Вечером, еще засветло, вокруг всего лагеря вспыхнули огни: зажгли фонари и прожекторы над запреткой. Я пошел в свой барак, чтобы постелить еще до отбоя, — после отбоя в секциях гасят свет. Постелил и снова вышел, не сиделось на месте. Дошел до красного кирпичного здания: здесь меня и застиг отбой. Десять часов. Десять звонких ударов по рельсу разнеслись над нашей зоной. Когда умолк последний удар, я ясно услышал, как вдали тоже бьют отбой. А потом донеслись еще более далекие, еле слышные удары. И мне представилось, что такой перезвон идет сейчас по всей стране, от лагеря к лагерю, удары о рельсы отзываются на бой часов на Спасской башне…

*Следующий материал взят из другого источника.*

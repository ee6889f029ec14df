//! Record types for the to-do collection.
//!
//! The serialized form uses the camelCase field names of the stored blob
//! (`dueDate` as `YYYY-MM-DD`, timestamps as RFC 3339 strings).

use std::fmt;
use std::str::FromStr;

use chrono::{DateTime, NaiveDate, Utc};
use serde::{Deserialize, Deserializer, Serialize};

/// Task priority. Higher priorities sort first.
///
/// Unknown or `null` stored values read back as the default.
#[derive(Debug, Clone, Copy, Default, PartialEq, Eq, Hash, Serialize)]
#[serde(rename_all = "lowercase")]
pub enum Priority {
    Low,
    #[default]
    Medium,
    High,
}

impl Priority {
    pub const ALL: [Priority; 3] = [Priority::Low, Priority::Medium, Priority::High];

    /// Sort weight: high=3, medium=2, low=1.
    pub fn weight(self) -> u8 {
        match self {
            Priority::Low => 1,
            Priority::Medium => 2,
            Priority::High => 3,
        }
    }

    pub fn as_str(self) -> &'static str {
        match self {
            Priority::Low => "low",
            Priority::Medium => "medium",
            Priority::High => "high",
        }
    }
}

impl fmt::Display for Priority {
    fn fmt(&self, f: &mut fmt::Formatter<'_>) -> fmt::Result {
        f.write_str(self.as_str())
    }
}

impl FromStr for Priority {
    type Err = String;

    fn from_str(s: &str) -> Result<Self, Self::Err> {
        match s.trim().to_ascii_lowercase().as_str() {
            "low" => Ok(Priority::Low),
            "medium" => Ok(Priority::Medium),
            "high" => Ok(Priority::High),
            other => Err(format!("unknown priority '{other}'")),
        }
    }
}

/// Fixed set of task categories.
///
/// `Other` is the extension point: any category string written by a newer
/// client deserializes to it rather than invalidating the stored collection.
/// A `null` category reads back as the default.
#[derive(Debug, Clone, Copy, Default, PartialEq, Eq, Hash, Serialize)]
pub enum Category {
    #[default]
    Personal,
    Work,
    Health,
    Learning,
    Shopping,
    Finance,
    Other,
}

impl Category {
    pub const ALL: [Category; 7] = [
        Category::Personal,
        Category::Work,
        Category::Health,
        Category::Learning,
        Category::Shopping,
        Category::Finance,
        Category::Other,
    ];

    pub fn as_str(self) -> &'static str {
        match self {
            Category::Personal => "Personal",
            Category::Work => "Work",
            Category::Health => "Health",
            Category::Learning => "Learning",
            Category::Shopping => "Shopping",
            Category::Finance => "Finance",
            Category::Other => "Other",
        }
    }
}

impl fmt::Display for Category {
    fn fmt(&self, f: &mut fmt::Formatter<'_>) -> fmt::Result {
        f.write_str(self.as_str())
    }
}

impl FromStr for Category {
    type Err = String;

    fn from_str(s: &str) -> Result<Self, Self::Err> {
        let s = s.trim();
        Category::ALL
            .into_iter()
            .find(|c| c.as_str().eq_ignore_ascii_case(s))
            .ok_or_else(|| format!("unknown category '{s}'"))
    }
}

impl<'de> Deserialize<'de> for Priority {
    fn deserialize<D: Deserializer<'de>>(deserializer: D) -> Result<Self, D::Error> {
        Ok(stored_name(deserializer)?
            .and_then(|name| name.parse().ok())
            .unwrap_or_default())
    }
}

impl<'de> Deserialize<'de> for Category {
    fn deserialize<D: Deserializer<'de>>(deserializer: D) -> Result<Self, D::Error> {
        Ok(stored_name(deserializer)?
            .map(|name| name.parse().unwrap_or(Category::Other))
            .unwrap_or_default())
    }
}

/// The stored string for an enum field; `None` for `null` or a non-string value.
fn stored_name<'de, D: Deserializer<'de>>(deserializer: D) -> Result<Option<String>, D::Error> {
    let value = Option::<serde_json::Value>::deserialize(deserializer)?;
    Ok(value.and_then(|v| v.as_str().map(str::to_string)))
}

/// A single to-do record.
///
/// Records are only created and mutated through [`TodoStore`](crate::TodoStore),
/// which keeps `completed_at` set exactly when `completed` is true.
#[derive(Debug, Clone, PartialEq, Eq, Serialize, Deserialize)]
#[serde(rename_all = "camelCase")]
pub struct Todo {
    pub id: String,
    pub title: String,
    #[serde(default)]
    pub description: Option<String>,
    #[serde(default)]
    pub completed: bool,
    #[serde(default)]
    pub priority: Priority,
    #[serde(default)]
    pub category: Category,
    #[serde(default)]
    pub due_date: Option<NaiveDate>,
    pub created_at: DateTime<Utc>,
    #[serde(default)]
    pub completed_at: Option<DateTime<Utc>>,
}

impl Todo {
    /// Pending and due strictly before `today`.
    pub fn is_overdue(&self, today: NaiveDate) -> bool {
        !self.completed && self.due_date.is_some_and(|due| due < today)
    }

    /// Pending and due on `today`.
    pub fn is_due_today(&self, today: NaiveDate) -> bool {
        !self.completed && self.due_date == Some(today)
    }

    /// Case-insensitive substring match on title or description.
    /// `needle` must already be lowercase.
    pub(crate) fn matches_search(&self, needle: &str) -> bool {
        self.title.to_lowercase().contains(needle)
            || self
                .description
                .as_deref()
                .is_some_and(|d| d.to_lowercase().contains(needle))
    }
}

/// The user-editable fields of a record, used by both add and edit.
#[derive(Debug, Clone, Default, PartialEq, Eq)]
pub struct TodoDraft {
    pub title: String,
    pub description: Option<String>,
    pub priority: Priority,
    pub category: Category,
    pub due_date: Option<NaiveDate>,
}

impl TodoDraft {
    pub fn new(title: impl Into<String>) -> Self {
        Self {
            title: title.into(),
            ..Default::default()
        }
    }

    pub fn with_description(mut self, description: impl Into<String>) -> Self {
        self.description = Some(description.into());
        self
    }

    pub fn with_priority(mut self, priority: Priority) -> Self {
        self.priority = priority;
        self
    }

    pub fn with_category(mut self, category: Category) -> Self {
        self.category = category;
        self
    }

    pub fn with_due_date(mut self, due_date: NaiveDate) -> Self {
        self.due_date = Some(due_date);
        self
    }

    /// Trimmed title, or `None` when it is blank.
    pub(crate) fn normalized_title(&self) -> Option<String> {
        let title = self.title.trim();
        (!title.is_empty()).then(|| title.to_string())
    }

    /// Trimmed description; blank descriptions are dropped.
    pub(crate) fn normalized_description(&self) -> Option<String> {
        self.description
            .as_deref()
            .map(str::trim)
            .filter(|d| !d.is_empty())
            .map(str::to_string)
    }
}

Однако после отбоя нельзя шататься по зоне. Надо идти к себе — «домой». В коридоре нашего барака еще толпились зэки: в одном нижнем белье докуривали по последней перед сном, продолжали недоконченные споры. Человека четыре торопились дописать письма. Вдруг кто-то от двери крикнул:

— Мусор!

И все кинулись по секциям, на ходу бросая свои самокрутки. Писавшие вскочили из-за стола, подхватили листки, ручки — и по местам. Я тоже заспешил к своей койке. Разделся при свете синей лампочки над дверью, покрутился-покрутился со своим барахлом, не зная куда его пристроить, потом догадался, сунул под матрац в ноги и полез на свой второй этаж. Зэки вполголоса договаривали свои дневные разговоры. Но понемногу все стихло. Сосед, старик лет шестидесяти-семидесяти, шепотом спросил:

— Ну, сынок, как тебе на новом месте?

— Ничего… Рай по сравнению с вагонзаками и пересылками.